Sheriff Matt Kendall estimates up to 80 percent of illicit cannabis in Mendocino County is harvested on reservations.
COVELO, Calif.—Driving up the steep and windy road from his station in Ukiah, Mendocino County Sheriff Matt Kendall stops his pickup at a pullout overlooking California’s Round Valley.
“It’s where the trouble begins and never ends,” he told The Epoch Times.
Native American sovereignty and California’s policies that shield illegal immigrants have allowed Mexican drug cartels to swoop in on tribal lands of the Round Valley Indian Tribes, a confederation of several tribes, the sheriff said.
The valley, known for illegal marijuana grows on tribal lands, is remote and surrounded by forested mountainous terrain. It’s a patchwork of tribal lands and those sold off to private owners years ago.
Kendall, 56, grew up here in the 1970s. During the drive to Covelo, an isolated town in the valley, he talks about how the times have changed over the decades.

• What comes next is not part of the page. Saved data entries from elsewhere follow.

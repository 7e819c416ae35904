use std::sync::{mpsc, Arc};
use std::thread;

use certwatch_core::{CheckTarget, SiteId};
use certwatch_logging::{cw_debug, cw_info, cw_warn};
use futures_util::future::join_all;

use crate::{Checker, EngineError, EngineEvent};

/// Receives engine results. Called from runtime worker threads.
pub trait EventSink: Send + Sync {
    fn emit(&self, event: EngineEvent);
}

pub struct ChannelEventSink {
    tx: mpsc::Sender<EngineEvent>,
}

impl ChannelEventSink {
    pub fn new(tx: mpsc::Sender<EngineEvent>) -> Self {
        Self { tx }
    }
}

impl EventSink for ChannelEventSink {
    fn emit(&self, event: EngineEvent) {
        let _ = self.tx.send(event);
    }
}

enum EngineCommand {
    Check { site_id: SiteId, url: String },
    CheckBatch { targets: Vec<CheckTarget> },
}

/// Runs certificate checks off the caller's thread.
///
/// Commands are fire-and-forget; each result goes to the sink tagged with the
/// site identity it was issued for. Results arrive in completion order.
pub struct EngineHandle {
    cmd_tx: mpsc::Sender<EngineCommand>,
}

impl EngineHandle {
    pub fn with_checker(
        checker: Arc<dyn Checker>,
        sink: Arc<dyn EventSink>,
    ) -> Result<Self, EngineError> {
        let (cmd_tx, cmd_rx) = mpsc::channel();
        let runtime = tokio::runtime::Builder::new_multi_thread()
            .enable_all()
            .thread_name("certwatch-engine")
            .build()?;

        thread::spawn(move || {
            while let Ok(command) = cmd_rx.recv() {
                let checker = checker.clone();
                let sink = sink.clone();
                runtime.spawn(async move {
                    handle_command(checker.as_ref(), command, sink.as_ref()).await;
                });
            }
            cw_debug!("engine command channel closed");
        });

        Ok(Self { cmd_tx })
    }

    pub fn check(&self, site_id: SiteId, url: impl Into<String>) {
        let url = url.into();
        cw_info!("check site_id={} url={}", site_id, url);
        if self
            .cmd_tx
            .send(EngineCommand::Check { site_id, url })
            .is_err()
        {
            cw_warn!("engine stopped; check for site {} dropped", site_id);
        }
    }

    pub fn check_batch(&self, targets: Vec<CheckTarget>) {
        cw_info!("batch check of {} sites", targets.len());
        if self
            .cmd_tx
            .send(EngineCommand::CheckBatch { targets })
            .is_err()
        {
            cw_warn!("engine stopped; batch check dropped");
        }
    }
}

async fn handle_command(checker: &dyn Checker, command: EngineCommand, sink: &dyn EventSink) {
    match command {
        EngineCommand::Check { site_id, url } => {
            let outcome = checker.check(&url).await;
            sink.emit(EngineEvent::CheckCompleted { site_id, outcome });
        }
        EngineCommand::CheckBatch { targets } => {
            let outcomes = join_all(targets.into_iter().map(|target| async move {
                (target.site_id, checker.check(&target.url).await)
            }))
            .await;
            sink.emit(EngineEvent::BatchCompleted { outcomes });
        }
    }
}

“Back in the ’60s and ’70s, it was a beautiful place—a lot of freedom here,” he said. “When we were kids, we’d be riding our horses and having fun. Every kid in this valley had a horse. We’d go out to the river. All of us had summertime jobs, hauling hay and cutting firewood.”
His nostalgic journey ends abruptly as he passes a burned-out building with murals of missing women on its walls—a stark reminder of the violence that plagues the valley. Other banners along the road display their names and faces, including that of Khadijah Rose Britton, a native American woman who, according to the FBI, was last seen in Covelo being kidnapped at gunpoint in 2018.
Today, Kendall said, “there’s a little bit of farming, and then just tons and tons of marijuana, and pretty much all of it is illegal.”
“We see a lot of Hispanics here when there is no work, no sawmill jobs, no grapes, no vineyards, and not much logging,“ he said. ”They’re all here taking orders to grow marijuana, and a lot of it’s happening on tribal lands.”
He estimates that up to 80 percent of the illegal marijuana in Mendocino County is grown on tribal lands, based on aerial surveillance and satellite imagery revealing a vast network of illegal grow ops.